Sì alla Turchia, ma il Bosforo farà la differenza

Carissimo Granzotto, ho molto apprezzato che nella risposta a Mario Galli lei abbia messo in evidenza il contributo militare della Turchia nella guerra di Corea, perché mi mette alquanto a disagio il fatto di non vedere mai ricordato, nelle discussioni sull’ingresso in Europa della Turchia (argomento su cui nutro anch’io mille dubbi), il contributo da essa fornito oltre che all’Onu anche alla Nato, in uomini, mezzi e sangue, nei lunghi anni della guerra fredda. Coi turchi si è combattuto spalla a spalla, nel loro territorio vi erano basi e stazioni radar, si facevano esercitazioni insieme, eravamo camerati, in caso di attacco avrebbero avuto la loro razione di carri armati e bombe... e ora tutto scordato? Passata la festa, gabbato lo santo?

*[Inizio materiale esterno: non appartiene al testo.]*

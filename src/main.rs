//! WiFiGuard — host daemon
//!
//! Runs the monitor/classifier/alerter pipeline against a simulated
//! network source under the software supervisor. Verdicts and periodic
//! status go to stdout as NDJSON; diagnostics go through `env_logger`.
//!
//! Environment:
//! - `WIFIGUARD_ALLOW`: comma-separated trusted SSIDs (replaces the defaults)
//! - `WIFIGUARD_STATUS_SECS`: status line interval, 0 disables (default 30)
//! - `RUST_LOG`: log filter (default `info`)

use std::io::Write;
use std::sync::Arc;
use std::thread;
use std::time::{Duration, Instant};

use anyhow::Context;

use wifiguard::alert::{encode_message, Alert, AlertSink, EventMessage, LogSink, VERSION};
use wifiguard::allowlist::AllowList;
use wifiguard::board;
use wifiguard::config::PipelineConfig;
use wifiguard::pipeline::Pipeline;
use wifiguard::source::RotatingSource;
use wifiguard::stats::PipelineStats;
use wifiguard::supervisor::{Supervisor, RESTART_EXIT_CODE};

const DEFAULT_STATUS_SECS: u64 = 30;

/// Logs every alert and writes it to stdout as an NDJSON verdict line.
struct DaemonSink {
    log: LogSink,
    started: Instant,
}

impl AlertSink for DaemonSink {
    fn emit(&mut self, alert: &Alert) {
        self.log.emit(alert);
        let ts = (self.started.elapsed().as_millis() & 0xFFFF_FFFF) as u32;
        if let Some(line) = encode_message(&EventMessage::verdict(alert, ts)) {
            write_stdout(&line);
        }
    }
}

fn write_stdout(line: &[u8]) {
    let mut out = std::io::stdout().lock();
    if out.write_all(line).and_then(|()| out.flush()).is_err() {
        log::warn!("stdout closed, event line lost");
    }
}

fn allow_list_from_env() -> anyhow::Result<AllowList> {
    match std::env::var("WIFIGUARD_ALLOW") {
        Ok(raw) => {
            let names = raw.split(',').map(str::trim).filter(|s| !s.is_empty());
            AllowList::new(names).context("WIFIGUARD_ALLOW")
        }
        Err(_) => Ok(AllowList::default()),
    }
}

fn status_interval_from_env() -> anyhow::Result<Option<Duration>> {
    let secs = match std::env::var("WIFIGUARD_STATUS_SECS") {
        Ok(raw) => raw
            .trim()
            .parse::<u64>()
            .with_context(|| format!("WIFIGUARD_STATUS_SECS={raw:?}"))?,
        Err(_) => DEFAULT_STATUS_SECS,
    };
    Ok((secs > 0).then(|| Duration::from_secs(secs)))
}

fn status_thread(stats: Arc<PipelineStats>, interval: Duration) {
    loop {
        thread::sleep(interval);
        let report = stats.snapshot();
        log::info!(
            "status: up {}s, {} observed, {} safe, {} alerts, dropped {:?}, starved {:?}",
            report.uptime_secs,
            report.observed,
            report.safe,
            report.alerts,
            report.dropped,
            report.starved,
        );
        if let Some(line) = encode_message(&report.to_message()) {
            write_stdout(&line);
        }
    }
}

/// Exit status for a run that ended. Startup failures and a dead stage
/// restart the daemon just like a missed watchdog deadline.
fn exit_status(outcome: anyhow::Result<()>) -> i32 {
    match outcome {
        Ok(()) => 0,
        Err(e) => {
            log::error!("{e:#}, exiting for restart");
            RESTART_EXIT_CODE
        }
    }
}

fn run(
    config: PipelineConfig,
    allow: AllowList,
    status_interval: Option<Duration>,
) -> anyhow::Result<()> {
    let supervisor = Arc::new(Supervisor::new(config.watchdog_timeout));
    supervisor
        .spawn_checker(config.watchdog_check_period, |_stage| {
            std::process::exit(RESTART_EXIT_CODE);
        })
        .context("spawning watchdog checker")?;

    let sink = DaemonSink {
        log: LogSink,
        started: Instant::now(),
    };
    let pipeline = Pipeline::spawn(config, RotatingSource::demo(), allow, sink, supervisor)
        .context("starting pipeline")?;

    if let Some(interval) = status_interval {
        let stats = Arc::clone(pipeline.stats());
        thread::Builder::new()
            .name("status".into())
            .spawn(move || status_thread(stats, interval))
            .context("spawning status thread")?;
    }

    Err(pipeline.wait()).context("pipeline stopped")
}

fn main() -> anyhow::Result<()> {
    env_logger::Builder::from_env(env_logger::Env::default().default_filter_or("info")).init();

    // A bad environment exits with status 1; restarting would not fix it.
    let config = PipelineConfig::default();
    let allow = allow_list_from_env()?;
    let status_interval = status_interval_from_env()?;

    log::info!("WiFiGuard v{} starting on {}", VERSION, board::BOARD_NAME);
    log::info!(
        "Allow-list loaded: {} networks, watchdog timeout {}ms",
        allow.len(),
        config.watchdog_timeout.as_millis()
    );

    std::process::exit(exit_status(run(config, allow, status_interval)))
}

#[cfg(test)]
mod tests {
    use super::*;

    #[test]
    fn startup_failure_requests_restart() {
        let config = PipelineConfig {
            monitor_period: Duration::ZERO,
            ..PipelineConfig::new()
        };
        let outcome = run(config, AllowList::default(), None);
        assert!(outcome.is_err());
        assert_eq!(exit_status(outcome), RESTART_EXIT_CODE);
    }

    #[test]
    fn clean_exit_is_zero() {
        assert_eq!(exit_status(Ok(())), 0);
    }
}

È vero, la Turchia ha negato lo spazio aereo per l’attacco all’Irak, ma sono stati i politici musulmani, in quel momento al potere anche per la ritrosia degli Stati Europei, a mantenere il pieno appoggio all’esercito, garante della laicità (curioso: in Europa i laici sono i buoni, invece). Si abbia allora il coraggio di dire che il problema è dato dai partiti musulmani, non dai Turchi, ai quali andrebbe, se non altro, almeno un po’ di riconoscenza. È il mio un punto di vista troppo limitato?
Gianfranco Gallotti - e-mail
Assolutamente no, caro Gallotti. Si potrebbe anche ricordare (e su questa pagina è stato fatto) che nella missione in Crimea noi fummo (cioè lo furono i piemontesi, ma l’Italia una e indivisibile, come ama ripetere il buon Ciampi, stava quagliando) al fianco dei turchi. A cose fatte e cioè a Italia una e indivisibile, da amici i turchi tornarono nemici, mi riferisco al conflitto del ’14-18, ma chi li vide? E se nella seconda guerra mondiale riuscirono a rimanere, anche se non proprio fino in fondo, neutrali, alla caduta del nazismo si schierarono con l’Occidente democratico. Scelta coraggiosa perché l’orco sovietico faceva paura, molta paura e l’America era lontana, molto lontana. Che dunque la Turchia militi nel campo in cui militiamo noi è un dato di fatto incontrovertibile. Che le si debba riconoscenza, tanta, per essere stata il bastione dell’Occidente durante gli anni tremendi della guerra fredda, è fuor di discussione. Che intrecciare e intensificare rapporti economici e culturali e di cooperazione con Ankara torni a vantaggio di tutti è fin troppo evidente. Ma gli eurofaraoni ed eurofanfaroni di Bruxelles non intendono, caro Gallotti, fare della Turchia un partner, e anche privilegiato, di Eurolandia, come è giusto che sia. Si piccano di fonderla nel crogiuolo della vagheggiata supernazionalità europea, farla diventare un lembo di quella patria comune che tanto commuove il buon presidente Ciampi, tanto intriga Romano Prodi e tanto avvince Padoa Schioppa, quello dell’Europa «forza gentile». E non si può. Non è possibile. Nella malaugurata ipotesi che il crogiuolo prenda a sfrigolare - ma dopo la botta del no francese, campa cavallo - il volervi immettere la Turchia comprometterebbe la fusione, renderebbe instabile l’amalgama. E questo per le ragioni note che si rifanno alle radici religiose, culturali e storiche dell’Europa. Non che le nostre siano migliori o peggiori di quelle turche: sono diverse. E sebbene il fregnacciume del politicamente corretto pretenda che le diversità non esistono, esistono eccome.


Braccia aperte dunque alla Turchia quale socio o partner a pieno titolo, piena dignità e pieni diritti dell’Unione, ma lì fermiamoci: se si torna a strologare di patria comune, il Bosforo farà sempre la differenza.